# Webbox complete food



## holly1 (Aug 10, 2010)

This food is sold locally,its cheap,but Ive heard no feedback on forums for it.
Does anyone use it?


----------



## fluffybunny2001 (Feb 8, 2008)

nope coz it`s rubbish!!!!
if its anything like the wet food,which is 81% water!!!!


----------



## Sarah1983 (Nov 2, 2011)

The only one I can find an ingredients list for has cereals as the first ingredient. I wouldn't feed it due to that.

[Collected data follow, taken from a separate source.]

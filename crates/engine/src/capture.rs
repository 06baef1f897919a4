//! Capture-loop boundary
//!
//! A blocking capture source runs on its own task and hands completed
//! utterances to the engine through a bounded single-producer channel.
//! Shutdown is cooperative: the loop checks a flag between listen
//! attempts, so an in-flight capture always finishes naturally.

use tokio::sync::{mpsc, watch};
use tokio::task::JoinHandle;
use tracing::{debug, warn};

use xeno_voice_config::CaptureSettings;
use xeno_voice_core::{AudioBuffer, Result};

/// A blocking audio capture source
///
/// `capture` blocks until one utterance completes. Implementations must
/// bound each attempt by the configured [`CaptureSettings`] (wait at most
/// `listen_timeout_secs` for speech to start, cap the phrase at
/// `phrase_limit_secs`); an unbounded source would stall cooperative
/// shutdown. `Ok(None)` means the listen attempt timed out with no
/// speech; the loop just listens again.
pub trait CaptureSource: Send + 'static {
    fn capture(&mut self) -> Result<Option<AudioBuffer>>;
}

/// Handle to a running capture loop
pub struct CaptureHandle {
    shutdown_tx: watch::Sender<bool>,
    join: JoinHandle<()>,
}

impl CaptureHandle {
    /// Request shutdown and wait for the loop to drain
    pub async fn shutdown(self) {
        let _ = self.shutdown_tx.send(true);
        let _ = self.join.await;
    }
}

/// Spawns and owns the producer side of the capture boundary
pub struct CaptureLoop;

impl CaptureLoop {
    /// Start capturing on a blocking task
    ///
    /// Returns the shutdown handle and the consumer end of the bounded
    /// utterance channel. Utterances arrive in capture order; when the
    /// consumer lags, the bounded channel applies backpressure instead of
    /// dropping or reordering.
    pub fn spawn<S: CaptureSource>(
        mut source: S,
        settings: CaptureSettings,
    ) -> (CaptureHandle, mpsc::Receiver<AudioBuffer>) {
        let (audio_tx, audio_rx) = mpsc::channel(settings.channel_capacity);
        let (shutdown_tx, shutdown_rx) = watch::channel(false);

        let join = tokio::task::spawn_blocking(move || {
            debug!(
                listen_timeout_secs = settings.listen_timeout_secs,
                phrase_limit_secs = settings.phrase_limit_secs,
                "capture loop started"
            );
            loop {
                if *shutdown_rx.borrow() {
                    break;
                }
                match source.capture() {
                    Ok(Some(buffer)) => {
                        if audio_tx.blocking_send(buffer).is_err() {
                            // Consumer gone; nothing left to capture for.
                            break;
                        }
                    }
                    Ok(None) => continue,
                    Err(err) => {
                        // One bad listen attempt must not kill the loop.
                        warn!(%err, "capture attempt failed");
                    }
                }
            }
            debug!("capture loop stopped");
        });

        (
            CaptureHandle { shutdown_tx, join },
            audio_rx,
        )
    }
}

#[cfg(test)]
mod tests {
    use super::*;
    use std::time::{Duration, Instant};

    /// Source that yields a fixed script of utterances, then quiet timeouts
    struct ScriptedSource {
        buffers: Vec<AudioBuffer>,
        fail_at_attempt: Option<usize>,
        attempts: usize,
        next_buffer: usize,
    }

    impl ScriptedSource {
        fn new(count: usize, fail_at_attempt: Option<usize>) -> Self {
            let buffers = (0..count)
                .map(|i| AudioBuffer::new(vec![i as i16 + 1; 160], 16000))
                .collect();
            Self {
                buffers,
                fail_at_attempt,
                attempts: 0,
                next_buffer: 0,
            }
        }
    }

    impl CaptureSource for ScriptedSource {
        fn capture(&mut self) -> Result<Option<AudioBuffer>> {
            let attempt = self.attempts;
            self.attempts += 1;
            if Some(attempt) == self.fail_at_attempt {
                return Err(xeno_voice_core::Error::InvalidAudio("mic glitch".into()));
            }
            match self.buffers.get(self.next_buffer) {
                Some(buffer) => {
                    let buffer = buffer.clone();
                    self.next_buffer += 1;
                    Ok(Some(buffer))
                }
                None => {
                    // Quiet room: simulate a listen timeout.
                    std::thread::sleep(Duration::from_millis(5));
                    Ok(None)
                }
            }
        }
    }

    #[tokio::test]
    async fn test_buffers_arrive_in_capture_order() {
        let (handle, mut rx) = CaptureLoop::spawn(
            ScriptedSource::new(3, None),
            CaptureSettings::default(),
        );

        for expected in 1..=3i16 {
            let buffer = rx.recv().await.unwrap();
            assert_eq!(buffer.samples()[0], expected);
        }
        handle.shutdown().await;
    }

    #[tokio::test]
    async fn test_loop_survives_capture_error() {
        let (handle, mut rx) = CaptureLoop::spawn(
            ScriptedSource::new(2, Some(1)),
            CaptureSettings::default(),
        );

        // Utterance 0 arrives, attempt 1 fails, utterance 1 still arrives.
        assert_eq!(rx.recv().await.unwrap().samples()[0], 1);
        assert_eq!(rx.recv().await.unwrap().samples()[0], 2);
        handle.shutdown().await;
    }

    #[tokio::test]
    async fn test_cooperative_shutdown() {
        let (handle, rx) = CaptureLoop::spawn(
            ScriptedSource::new(0, None),
            CaptureSettings::default(),
        );

        let start = Instant::now();
        handle.shutdown().await;
        // The loop notices the flag between listen attempts.
        assert!(start.elapsed() < Duration::from_secs(2));
        drop(rx);
    }
}
//! Conversation manager: lazy per-user contexts with bounded lifetime

use std::collections::{HashMap, HashSet};
use std::time::{Duration, Instant};

use once_cell::sync::Lazy;
use parking_lot::RwLock;
use regex::Regex;
use tracing::debug;
use unicode_segmentation::UnicodeSegmentation;
use xeno_voice_core::{Emotion, Language};

use crate::context::{ConversationContext, Message, MessageRole};

/// Keywords that populate the `date` entity
const DATE_KEYWORDS: &[&str] = &["today", "tomorrow", "yesterday", "next week", "next month"];
/// Keywords that populate the `time` entity
const TIME_KEYWORDS: &[&str] = &["morning", "afternoon", "evening", "night", "noon"];
/// Overlap below this ratio counts as a topic change
const TOPIC_OVERLAP_THRESHOLD: f32 = 0.3;

/// First "Capitalized Capitalized" two-token pattern
static PERSON_PATTERN: Lazy<Regex> =
    Lazy::new(|| Regex::new(r"\b([A-Z][a-z]+ [A-Z][a-z]+)\b").expect("valid person regex"));

/// Manager configuration
#[derive(Debug, Clone)]
pub struct ManagerConfig {
    /// Messages retained per context
    pub history_cap: usize,
    /// Maximum tracked contexts (least recently used evicted beyond this)
    pub max_users: usize,
    /// Idle duration after which a context is evictable
    pub context_ttl: Duration,
    /// Language assigned to new contexts
    pub default_language: Language,
}

impl Default for ManagerConfig {
    fn default() -> Self {
        Self {
            history_cap: 10,
            max_users: 256,
            context_ttl: Duration::from_secs(3600),
            default_language: Language::default(),
        }
    }
}

struct TrackedContext {
    context: ConversationContext,
    last_access: Instant,
}

/// Tracks one [`ConversationContext`] per user
pub struct ConversationManager {
    config: ManagerConfig,
    contexts: RwLock<HashMap<String, TrackedContext>>,
}

impl ConversationManager {
    pub fn new(config: ManagerConfig) -> Self {
        Self {
            config,
            contexts: RwLock::new(HashMap::new()),
        }
    }

    /// Snapshot of a user's context, lazily creating an empty one
    pub fn context(&self, user_id: &str) -> ConversationContext {
        let mut contexts = self.contexts.write();
        self.touch(&mut contexts, user_id).context.clone()
    }

    /// Append a turn to the user's bounded history
    pub fn add_message(&self, user_id: &str, role: MessageRole, content: &str, emotion: Emotion) {
        let mut contexts = self.contexts.write();
        let tracked = self.touch(&mut contexts, user_id);
        tracked
            .context
            .push_message(Message::new(role, content, emotion));
        debug!(
            user_id,
            role = %role,
            emotion = %emotion,
            turns = tracked.context.messages.len(),
            "message added"
        );
    }

    /// Extract entities from `text`, overlaying them onto the context's
    /// accumulated entity map, and return the merged map.
    ///
    /// Within a single call, later matches overwrite earlier ones of the
    /// same kind.
    pub fn extract_entities(&self, user_id: &str, text: &str) -> HashMap<String, String> {
        let lower = text.to_lowercase();

        let mut contexts = self.contexts.write();
        let entities = &mut self.touch(&mut contexts, user_id).context.entities;

        for keyword in DATE_KEYWORDS {
            if lower.contains(keyword) {
                entities.insert("date".to_string(), keyword.to_string());
            }
        }
        for keyword in TIME_KEYWORDS {
            if lower.contains(keyword) {
                entities.insert("time".to_string(), keyword.to_string());
            }
        }
        if let Some(m) = PERSON_PATTERN.find(text) {
            entities.insert("person".to_string(), m.as_str().to_string());
        }

        entities.clone()
    }

    /// Heuristic topic drift check against the most recent turn
    ///
    /// True on the very first message; thereafter true iff the lexical
    /// overlap `|intersection| / |new words|` falls below 0.3. Wordless
    /// new text with prior history is not evidence of drift.
    pub fn detect_topic_change(&self, user_id: &str, text: &str) -> bool {
        let previous = {
            let mut contexts = self.contexts.write();
            self.touch(&mut contexts, user_id)
                .context
                .last_message()
                .map(|m| m.content.clone())
        };
        let Some(previous) = previous else {
            return true;
        };

        let new_words = word_set(text);
        if new_words.is_empty() {
            return false;
        }
        let old_words = word_set(&previous);
        let intersection = new_words.intersection(&old_words).count();
        let overlap = intersection as f32 / new_words.len() as f32;
        overlap < TOPIC_OVERLAP_THRESHOLD
    }

    /// Set the current topic label for a user
    pub fn set_topic(&self, user_id: &str, topic: impl Into<String>) {
        let mut contexts = self.contexts.write();
        self.touch(&mut contexts, user_id).context.current_topic = Some(topic.into());
    }

    /// Human-readable one-line summary of a user's context
    ///
    /// A read-only view: an unknown user gets the no-history string
    /// without a context being created or anyone's access time refreshed.
    pub fn context_summary(&self, user_id: &str) -> String {
        let contexts = self.contexts.read();
        let Some(context) = contexts.get(user_id).map(|t| &t.context) else {
            return "No conversation history".to_string();
        };
        if context.messages.is_empty() {
            return "No conversation history".to_string();
        }

        let mut parts = Vec::new();
        if let Some(topic) = &context.current_topic {
            parts.push(format!("Topic: {topic}"));
        }
        if !context.entities.is_empty() {
            let mut pairs: Vec<_> = context
                .entities
                .iter()
                .map(|(k, v)| format!("{k}={v}"))
                .collect();
            pairs.sort();
            parts.push(format!("Entities: {}", pairs.join(", ")));
        }
        if !context.sentiment_history.is_empty() {
            let recent: Vec<&str> = context
                .sentiment_history
                .iter()
                .rev()
                .take(3)
                .rev()
                .map(|e| e.as_str())
                .collect();
            parts.push(format!("Recent sentiment: {}", recent.join(", ")));
        }
        parts.join(" | ")
    }

    /// Drop contexts idle longer than the configured TTL
    pub fn evict_idle(&self) -> usize {
        let ttl = self.config.context_ttl;
        let mut contexts = self.contexts.write();
        let before = contexts.len();
        contexts.retain(|_, tracked| tracked.last_access.elapsed() < ttl);
        before - contexts.len()
    }

    /// Number of tracked contexts
    pub fn tracked_users(&self) -> usize {
        self.contexts.read().len()
    }

    /// Refresh a user's access time, creating the context if absent and
    /// evicting the least recently used context beyond the cap.
    fn touch<'a>(
        &self,
        contexts: &'a mut HashMap<String, TrackedContext>,
        user_id: &str,
    ) -> &'a mut TrackedContext {
        if !contexts.contains_key(user_id) && contexts.len() >= self.config.max_users {
            if let Some(oldest) = contexts
                .iter()
                .min_by_key(|(_, t)| t.last_access)
                .map(|(id, _)| id.clone())
            {
                debug!(user_id = %oldest, "evicting least recently used context");
                contexts.remove(&oldest);
            }
        }

        let config = &self.config;
        let tracked = contexts.entry(user_id.to_string()).or_insert_with(|| TrackedContext {
            context: ConversationContext::new(
                user_id,
                config.default_language,
                config.history_cap,
            ),
            last_access: Instant::now(),
        });
        tracked.last_access = Instant::now();
        tracked
    }
}

impl Default for ConversationManager {
    fn default() -> Self {
        Self::new(ManagerConfig::default())
    }
}

/// Lower-cased word set for overlap comparison
fn word_set(text: &str) -> HashSet<String> {
    text.unicode_words().map(|w| w.to_lowercase()).collect()
}

#[cfg(test)]
mod tests {
    use super::*;

    #[test]
    fn test_lazy_creation() {
        let manager = ConversationManager::default();
        assert_eq!(manager.tracked_users(), 0);
        let ctx = manager.context("alice");
        assert_eq!(ctx.user_id, "alice");
        assert!(ctx.messages.is_empty());
        assert_eq!(manager.tracked_users(), 1);
    }

    #[test]
    fn test_history_cap_fifo() {
        let manager = ConversationManager::default();
        for i in 0..15 {
            manager.add_message(
                "alice",
                MessageRole::User,
                &format!("message {i}"),
                Emotion::Neutral,
            );
        }
        let ctx = manager.context("alice");
        assert_eq!(ctx.messages.len(), 10);
        assert_eq!(ctx.messages.front().unwrap().content, "message 5");
    }

    #[test]
    fn test_extract_entities_accumulates() {
        let manager = ConversationManager::default();
        let first = manager.extract_entities("alice", "remind me tomorrow morning");
        assert_eq!(first.get("date").map(String::as_str), Some("tomorrow"));
        assert_eq!(first.get("time").map(String::as_str), Some("morning"));

        // Date persists from the earlier turn; person is added.
        let second = manager.extract_entities("alice", "call John Smith");
        assert_eq!(second.get("date").map(String::as_str), Some("tomorrow"));
        assert_eq!(second.get("person").map(String::as_str), Some("John Smith"));
    }

    #[test]
    fn test_extract_entities_overwrite_same_kind() {
        let manager = ConversationManager::default();
        manager.extract_entities("alice", "maybe today");
        let merged = manager.extract_entities("alice", "actually next week");
        assert_eq!(merged.get("date").map(String::as_str), Some("next week"));
    }

    #[test]
    fn test_topic_change_first_message() {
        let manager = ConversationManager::default();
        assert!(manager.detect_topic_change("alice", "turn on the lights"));
    }

    #[test]
    fn test_topic_change_low_overlap() {
        let manager = ConversationManager::default();
        manager.add_message(
            "alice",
            MessageRole::User,
            "turn on the kitchen lights",
            Emotion::Neutral,
        );
        assert!(manager.detect_topic_change("alice", "what is the weather forecast"));
        assert!(!manager.detect_topic_change("alice", "turn off the kitchen lights"));
    }

    #[test]
    fn test_topic_change_wordless_text() {
        let manager = ConversationManager::default();
        manager.add_message("alice", MessageRole::User, "hello there", Emotion::Neutral);
        assert!(!manager.detect_topic_change("alice", "!!"));
    }

    #[test]
    fn test_summary_empty() {
        let manager = ConversationManager::default();
        assert_eq!(manager.context_summary("alice"), "No conversation history");
    }

    #[test]
    fn test_summary_sections() {
        let manager = ConversationManager::default();
        manager.add_message("alice", MessageRole::User, "see you tomorrow", Emotion::Happy);
        manager.extract_entities("alice", "see you tomorrow");
        manager.set_topic("alice", "scheduling");

        let summary = manager.context_summary("alice");
        assert!(summary.contains("Topic: scheduling"));
        assert!(summary.contains("Entities: date=tomorrow"));
        assert!(summary.contains("Recent sentiment: happy"));
        assert!(summary.contains(" | "));
    }

    #[test]
    fn test_summary_unknown_user_creates_nothing() {
        let manager = ConversationManager::new(ManagerConfig {
            max_users: 1,
            ..Default::default()
        });
        manager.add_message("a", MessageRole::User, "hi", Emotion::Neutral);

        // A summary lookup must not allocate a context or evict "a".
        assert_eq!(manager.context_summary("ghost"), "No conversation history");
        assert_eq!(manager.tracked_users(), 1);
        assert_eq!(manager.context("a").messages.len(), 1);
    }

    #[test]
    fn test_lru_eviction() {
        let manager = ConversationManager::new(ManagerConfig {
            max_users: 2,
            ..Default::default()
        });
        manager.add_message("a", MessageRole::User, "hi", Emotion::Neutral);
        manager.add_message("b", MessageRole::User, "hi", Emotion::Neutral);
        // "a" is now least recently used and gets evicted for "c".
        manager.add_message("c", MessageRole::User, "hi", Emotion::Neutral);

        assert_eq!(manager.tracked_users(), 2);
        assert!(manager.context("a").messages.is_empty());
    }

    #[test]
    fn test_evict_idle() {
        let manager = ConversationManager::new(ManagerConfig {
            context_ttl: Duration::from_secs(0),
            ..Default::default()
        });
        manager.add_message("a", MessageRole::User, "hi", Emotion::Neutral);
        std::thread::sleep(Duration::from_millis(5));
        assert_eq!(manager.evict_idle(), 1);
        assert_eq!(manager.tracked_users(), 0);
    }
}
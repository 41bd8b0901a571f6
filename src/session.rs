//! Per-unit session state.

use crate::range::Range;

/// Where the ADC sequencer is in arming a range.
#[derive(Debug, Clone, Copy, PartialEq, Eq, Default)]
pub enum AdcState {
    /// Nothing armed (fresh unit, or a start sequence was aborted).
    #[default]
    Idle,
    /// Registers being reset to a known state.
    Resetting,
    /// Configuration, mode and filter registers being written.
    ConfiguringRange,
    /// Zero/full-scale coefficients being loaded.
    LoadingCalibration,
    /// Modulator restart and data-register select.
    Arming,
    /// A range is armed and conversions are running.
    Ready,
    /// A raw acquisition read is in progress.
    Measuring,
}

/// Mutable state of one attached unit.
///
/// Created on attach, mutated by start-measurement and calibration
/// re-reads, dropped on detach.
#[derive(Debug, Clone, Default)]
pub struct SessionState {
    /// Internal shunt resistance in ohms, once a read has passed validation.
    pub internal_resistance: Option<u32>,
    /// Range armed by the last successful start-measurement.
    pub selected_range: Option<Range>,
    /// Zero-scale calibration coefficient (24-bit word).
    pub zero_scale_coeff: u32,
    /// Full-scale calibration coefficient (24-bit word).
    pub full_scale_coeff: u32,
    /// Whether a session currently holds the unit open.
    pub open: bool,
    /// Sequencer progress.
    pub adc_state: AdcState,
}

impl SessionState {
    /// State of a freshly attached unit.
    pub fn new() -> Self {
        Self::default()
    }

    /// Whether a range is armed and readable.
    pub fn is_armed(&self) -> bool {
        self.selected_range.is_some()
            && matches!(self.adc_state, AdcState::Ready | AdcState::Measuring)
    }
}

#[cfg(test)]
mod tests {
    use super::*;

    #[test]
    fn test_new_session_is_unarmed() {
        let session = SessionState::new();
        assert_eq!(session.selected_range, None);
        assert_eq!(session.internal_resistance, None);
        assert_eq!(session.adc_state, AdcState::Idle);
        assert!(!session.open);
        assert!(!session.is_armed());
    }

    #[test]
    fn test_armed_requires_range_and_ready_state() {
        let mut session = SessionState::new();
        session.selected_range = Some(Range::Vdc2);
        assert!(!session.is_armed());
        session.adc_state = AdcState::Ready;
        assert!(session.is_armed());
    }
}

I used to use the chub rolls (with mixer) for my last two though, my collie did better on those than on any of the other foods available in the supermarket. But god did they stink! Used to heave my guts up doing the dogs meals


----------



## holly1 (Aug 10, 2010)

Is this a fact,or just your opinion?
I cant find a thing on the net.The wet stuff is awful.Gives milo smelly trumps


----------



## Mum2Heidi (Feb 17, 2010)

If I remember rightly it's not great.
Most wet food has a high percentage of water but is far more natural for them in my opinion than dried

My old dog had the Chubb ones occasionally with mixer but she had the cheapest I could pick up with the weekly shop and mixer biscuits. Lived to a ripe old age too. Now I know different, I couldnt go down that route.
From what I remember, Chubb was better than Webbox


----------



## Goblin (Jun 21, 2011)

Always useful when asking about foods to include ingredient list.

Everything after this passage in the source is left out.